Songteller is keen to stick to the established line: the good ol’ gal hauling herself from poverty to global acclaim by virtue of sheer talent alone, all without losing her sense of self.
She has sold more than 100 million albums during a career which has lasted for 66 of the 74 years since she was delivered by her local doctor in exchange for a sack of cornmeal. If her mix of twee and grit sometimes sounds too good to be true, perhaps it’s both too good and true. “I know I look phony. But I’m totally real. I’m comfortable with who I am and the way I feel.”
Piecing the disparate elements together unveils a complex, driven, kind woman, whose willingness to transcend the Nashville establishment’s innate conservatism preceded her Imagination Library by decades. So, while country was mired in gloop,
Parton was singing about prostitution, mental illness, feminism, bullying, drug use, PMS, death in childbirth and homosexuality.
Yet, she is ruthless, dumping her controlling mentor Porter Wagoner in the mid-70s, looking back only to write “I Will Always Love You” about him. In 2007, as Wagoner lay in a hospice, hours from death, Parton paid a visit, which she spins in myth-waxing fashion. “I forgave him and thanked him for all the opportunities he gave me. I asked if there was anything he needed to forgive me for.

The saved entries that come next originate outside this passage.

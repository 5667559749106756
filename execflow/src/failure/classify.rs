//! Collecting failure types from an error chain.

use super::{to_internal_set, ExternalFailureType, FailureType};
use std::collections::BTreeSet;
use std::error::Error;

/// Classifies a single error into the external failure types it raises.
///
/// Implemented by whatever error classification the surrounding system has.
/// Any `Fn(&(dyn Error + 'static)) -> BTreeSet<ExternalFailureType>` closure
/// is a classifier.
#[cfg_attr(test, mockall::automock)]
pub trait FailureClassifier {
    /// Returns the failure types raised by `error` itself, ignoring its
    /// sources.
    fn classify(&self, error: &(dyn Error + 'static)) -> BTreeSet<ExternalFailureType>;
}

impl<F> FailureClassifier for F
where
    F: Fn(&(dyn Error + 'static)) -> BTreeSet<ExternalFailureType>,
{
    fn classify(&self, error: &(dyn Error + 'static)) -> BTreeSet<ExternalFailureType> {
        self(error)
    }
}

/// Collects the internal failure types raised anywhere in `error`'s source
/// chain.
#[must_use]
pub fn collect_failure_types<C>(error: &(dyn Error + 'static), classifier: &C) -> BTreeSet<FailureType>
where
    C: FailureClassifier + ?Sized,
{
    let mut raised = BTreeSet::new();
    let mut current = Some(error);
    while let Some(err) = current {
        raised.extend(classifier.classify(err));
        current = err.source();
    }
    to_internal_set(&raised)
}
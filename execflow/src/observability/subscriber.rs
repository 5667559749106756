//! Global `tracing` subscriber installation.

use crate::errors::{ExecflowError, Result};
use serde::{Deserialize, Serialize};
use tracing_subscriber::layer::SubscriberExt;
use tracing_subscriber::util::SubscriberInitExt;
use tracing_subscriber::{fmt, EnvFilter};

const DEFAULT_FILTER: &str = "info";

fn default_filter() -> String {
    DEFAULT_FILTER.to_string()
}

fn default_with_target() -> bool {
    true
}

/// Configuration for the process-wide log subscriber.
#[derive(Debug, Clone, PartialEq, Eq, Serialize, Deserialize)]
pub struct TracingConfig {
    /// An `EnvFilter` directive string, e.g. `"info,execflow=debug"`.
    #[serde(default = "default_filter")]
    pub filter: String,
    /// Emit JSON lines instead of human-readable text.
    #[serde(default)]
    pub json: bool,
    /// Include the event target in each line.
    #[serde(default = "default_with_target")]
    pub with_target: bool,
}

impl Default for TracingConfig {
    fn default() -> Self {
        Self {
            filter: default_filter(),
            json: false,
            with_target: true,
        }
    }
}

impl TracingConfig {
    /// Creates the default configuration.
    #[must_use]
    pub fn new() -> Self {
        Self::default()
    }

    /// Creates a configuration whose filter comes from `RUST_LOG`, if set.
    #[must_use]
    pub fn from_env() -> Self {
        match std::env::var(EnvFilter::DEFAULT_ENV) {
            Ok(filter) if !filter.trim().is_empty() => Self::default().with_filter(filter),
            _ => Self::default(),
        }
    }

    /// Sets the filter directives.
    #[must_use]
    pub fn with_filter(mut self, filter: impl Into<String>) -> Self {
        self.filter = filter.into();
        self
    }

    /// Enables or disables JSON output.
    #[must_use]
    pub fn with_json(mut self, json: bool) -> Self {
        self.json = json;
        self
    }

    /// Enables or disables event targets.
    #[must_use]
    pub fn with_target(mut self, with_target: bool) -> Self {
        self.with_target = with_target;
        self
    }

    fn env_filter(&self) -> Result<EnvFilter> {
        EnvFilter::try_new(&self.filter).map_err(|e| ExecflowError::TracingInit(e.to_string()))
    }
}

/// Installs the global subscriber described by `config`.
///
/// Fails if the filter does not parse or a global subscriber is already set.
pub fn init_tracing(config: &TracingConfig) -> Result<()> {
    let registry = tracing_subscriber::registry().with(config.env_filter()?);

    let installed = if config.json {
        registry
            .with(fmt::layer().json().with_target(config.with_target))
            .try_init()
    } else {
        registry
            .with(fmt::layer().with_target(config.with_target))
            .try_init()
    };

    installed.map_err(|e| ExecflowError::TracingInit(e.to_string()))
}

#[cfg(test)]
mod tests {
    use super::*;
    use pretty_assertions::assert_eq;

    #[test]
    fn test_default_config() {
        let config = TracingConfig::new();
        assert_eq!(config.filter, "info");
        assert!(!config.json);
        assert!(config.with_target);
    }

    #[test]
    fn test_builder() {
        let config = TracingConfig::new()
            .with_filter("execflow=debug")
            .with_json(true)
            .with_target(false);

        assert_eq!(config.filter, "execflow=debug");
        assert!(config.json);
        assert!(!config.with_target);
    }

    #[test]
    fn test_deserialize_fills_defaults() {
        let config: TracingConfig = serde_json::from_str(r#"{"json":true}"#).unwrap();
        assert_eq!(config, TracingConfig::new().with_json(true));
    }

    #[test]
    fn test_invalid_filter_is_rejected() {
        let err = TracingConfig::new()
            .with_filter("execflow=loudest")
            .env_filter()
            .unwrap_err();
        assert_eq!(err.code(), "TRACING_INIT");
    }

    #[test]
    fn test_second_install_fails() {
        let config = TracingConfig::new().with_filter("off");
        let _ = init_tracing(&config);

        let err = init_tracing(&config).unwrap_err();
        assert_eq!(err.code(), "TRACING_INIT");
    }
}
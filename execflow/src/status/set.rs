//! Compact, copyable sets of statuses.

use super::Status;
use std::fmt;

/// A set of [`Status`] values stored as a bitset.
///
/// All operations are `const fn`, so every named status group is a constant
/// evaluated at compile time and shared by value.
#[derive(Clone, Copy, PartialEq, Eq, Hash, Default)]
pub struct StatusSet(u32);

impl StatusSet {
    /// The empty set.
    pub const EMPTY: Self = Self(0);

    /// Builds a set from a slice of statuses.
    #[must_use]
    pub const fn of(statuses: &[Status]) -> Self {
        let mut bits = 0;
        let mut i = 0;
        while i < statuses.len() {
            bits |= statuses[i].bit();
            i += 1;
        }
        Self(bits)
    }

    /// Returns true if the status is a member of the set.
    #[must_use]
    pub const fn contains(self, status: Status) -> bool {
        self.0 & status.bit() != 0
    }

    /// Returns a copy of the set with the status added.
    #[must_use]
    pub const fn with(self, status: Status) -> Self {
        Self(self.0 | status.bit())
    }

    /// Returns the union of both sets.
    #[must_use]
    pub const fn union(self, other: Self) -> Self {
        Self(self.0 | other.0)
    }

    /// Returns the members present in both sets.
    #[must_use]
    pub const fn intersection(self, other: Self) -> Self {
        Self(self.0 & other.0)
    }

    /// Returns true if the sets share at least one member.
    #[must_use]
    pub const fn intersects(self, other: Self) -> bool {
        !self.intersection(other).is_empty()
    }

    /// Returns the members of `self` not in `other`.
    #[must_use]
    pub const fn difference(self, other: Self) -> Self {
        Self(self.0 & !other.0)
    }

    /// Returns true if every member of `self` is also in `other`.
    #[must_use]
    pub const fn is_subset(self, other: Self) -> bool {
        self.difference(other).is_empty()
    }

    /// Returns the number of members.
    #[must_use]
    pub const fn len(self) -> usize {
        self.0.count_ones() as usize
    }

    /// Returns true if the set has no members.
    #[must_use]
    pub const fn is_empty(self) -> bool {
        self.0 == 0
    }

    /// Adds a status to the set.
    pub fn insert(&mut self, status: Status) {
        self.0 |= status.bit();
    }

    /// Iterates the members in declaration order.
    pub fn iter(self) -> impl Iterator<Item = Status> {
        Status::ALL.into_iter().filter(move |status| self.contains(*status))
    }
}

impl FromIterator<Status> for StatusSet {
    fn from_iter<I: IntoIterator<Item = Status>>(iter: I) -> Self {
        let mut set = Self::EMPTY;
        for status in iter {
            set.insert(status);
        }
        set
    }
}

impl<'a> FromIterator<&'a Status> for StatusSet {
    fn from_iter<I: IntoIterator<Item = &'a Status>>(iter: I) -> Self {
        iter.into_iter().copied().collect()
    }
}

impl fmt::Debug for StatusSet {
    fn fmt(&self, f: &mut fmt::Formatter<'_>) -> fmt::Result {
        f.debug_set().entries(self.iter()).finish()
    }
}

#[cfg(test)]
mod tests {
    use super::*;
    use pretty_assertions::assert_eq;

    #[test]
    fn test_of_and_contains() {
        let set = StatusSet::of(&[Status::Queued, Status::Running]);
        assert!(set.contains(Status::Queued));
        assert!(set.contains(Status::Running));
        assert!(!set.contains(Status::Paused));
        assert_eq!(set.len(), 2);
    }

    #[test]
    fn test_duplicates_collapse() {
        let set: StatusSet = [Status::Failed, Status::Failed, Status::Aborted].iter().collect();
        assert_eq!(set.len(), 2);
    }

    #[test]
    fn test_set_algebra() {
        let a = StatusSet::of(&[Status::Queued, Status::Running]);
        let b = StatusSet::of(&[Status::Running, Status::Paused]);

        assert_eq!(a.union(b).len(), 3);
        assert_eq!(a.difference(b), StatusSet::of(&[Status::Queued]));
        assert_eq!(a.intersection(b), StatusSet::of(&[Status::Running]));
        assert!(a.intersects(b));
        assert!(!a.intersects(StatusSet::of(&[Status::Failed])));
        assert!(StatusSet::of(&[Status::Running]).is_subset(a));
        assert!(!b.is_subset(a));
        assert!(StatusSet::EMPTY.is_subset(a));
    }

    #[test]
    fn test_iter_in_declaration_order() {
        let set = StatusSet::of(&[Status::Aborted, Status::Queued, Status::Succeeded]);
        let members: Vec<Status> = set.iter().collect();
        assert_eq!(members, vec![Status::Queued, Status::Succeeded, Status::Aborted]);
    }

    #[test]
    fn test_debug_lists_members() {
        let set = StatusSet::EMPTY.with(Status::Paused);
        assert_eq!(format!("{set:?}"), "{Paused}");
    }
}
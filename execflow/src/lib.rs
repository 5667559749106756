//! # Execflow
//!
//! The execution-context and status core of a hierarchical workflow engine.
//!
//! Execflow provides:
//!
//! - **Execution context**: an immutable stack of frames (pipeline, stage,
//!   step, ...) describing where in the call tree a unit is running
//! - **Status domain**: the closed set of execution states and the named
//!   groups over it
//! - **Transition validation**: node- and plan-level predecessor tables
//! - **Aggregation**: a parent status derived from its children's statuses
//! - **Failure taxonomy**: internal and external failure types and the
//!   mapping between them
//! - **Log correlation**: structured logging fields and scoped spans
//!
//! ## Quick Start
//!
//! ```rust
//! use execflow::prelude::*;
//!
//! let ctx = ExecutionContext::new("plan-exec-1").with_frames([Frame::start(
//!     "stage1",
//!     "stage1-setup",
//!     StepType::new("DEPLOYMENT", StepCategory::Stage),
//! )]);
//!
//! let child = ctx.clone_for_child_with(Frame::start(
//!     "step1",
//!     "step1-setup",
//!     StepType::new("HTTP", StepCategory::Step),
//! ));
//! assert_eq!(child.fully_qualified_name(), "stage1.step1");
//! assert_eq!(ctx.depth(), 1);
//!
//! assert_eq!(aggregate(&[Status::Running, Status::Failed]), Status::Failed);
//! assert!(is_valid_transition(
//!     TransitionPolicy::Node,
//!     Status::Queued,
//!     Status::Running,
//! ));
//! ```

#![forbid(unsafe_code)]
#![warn(
    clippy::all,
    clippy::pedantic,
    missing_docs,
    rust_2018_idioms
)]
#![allow(
    clippy::module_name_repetitions,
    clippy::must_use_candidate,
    clippy::missing_errors_doc,
    clippy::missing_panics_doc
)]

pub mod advise;
pub mod context;
pub mod errors;
pub mod failure;
pub mod observability;
pub mod status;
pub mod testing;
pub mod utils;

/// Prelude module for convenient imports
pub mod prelude {
    pub use crate::advise::{is_waiting_advice, AdviseType};
    pub use crate::context::{ExecutionContext, Frame, NgAccess, StepCategory, StepType};
    pub use crate::errors::{ExecflowError, Result};
    pub use crate::failure::{
        collect_failure_types, to_external, to_internal, ExternalFailureType, FailureClassifier,
        FailureType,
    };
    pub use crate::observability::{init_tracing, LogContext, TracingConfig};
    pub use crate::status::{
        aggregate, aggregate_for_node, aggregate_for_plan, is_valid_transition, Status,
        StatusGroup, StatusSet, TransitionPolicy,
    };
    pub use crate::utils::{generate_runtime_id, now_millis, Timestamp};
}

He wasn’t coherent, but I squeezed his hand. He made a move to say he understood.”
She is business-savvy, too. The owner of Dollywood theme park, Splash Country Water Adventure Park, Smoky Mountain Cabins, Pirates Voyage Dinner & Show, and the DreamMore resort also owns her own songs. Tellingly, although she claims Elvis Presley crooned I Will Always Love You to Priscilla as they left the divorce court, Parton denied him permission to record it when his manager demanded half the publishing.
“It broke my heart, but I couldn’t give up my copyright.”
She teases (“I’m no angel”) about her marriage of 54 years to the elusive Carl Dean, who “is such a loner. He don’t want to be around anybody but me”. And beyond chiding Sylvester Stallone’s attempts to sing her songs (“he didn’t execute them very well”), she doesn’t have a bad word to say about anyone, even the tabloids: “I love them. I read them all. I believe everything they write about everybody. Except me!”
Songteller is as sweet, as steely and as elusive as its co-author – but who could possibly want a mean-spirited Dolly Parton?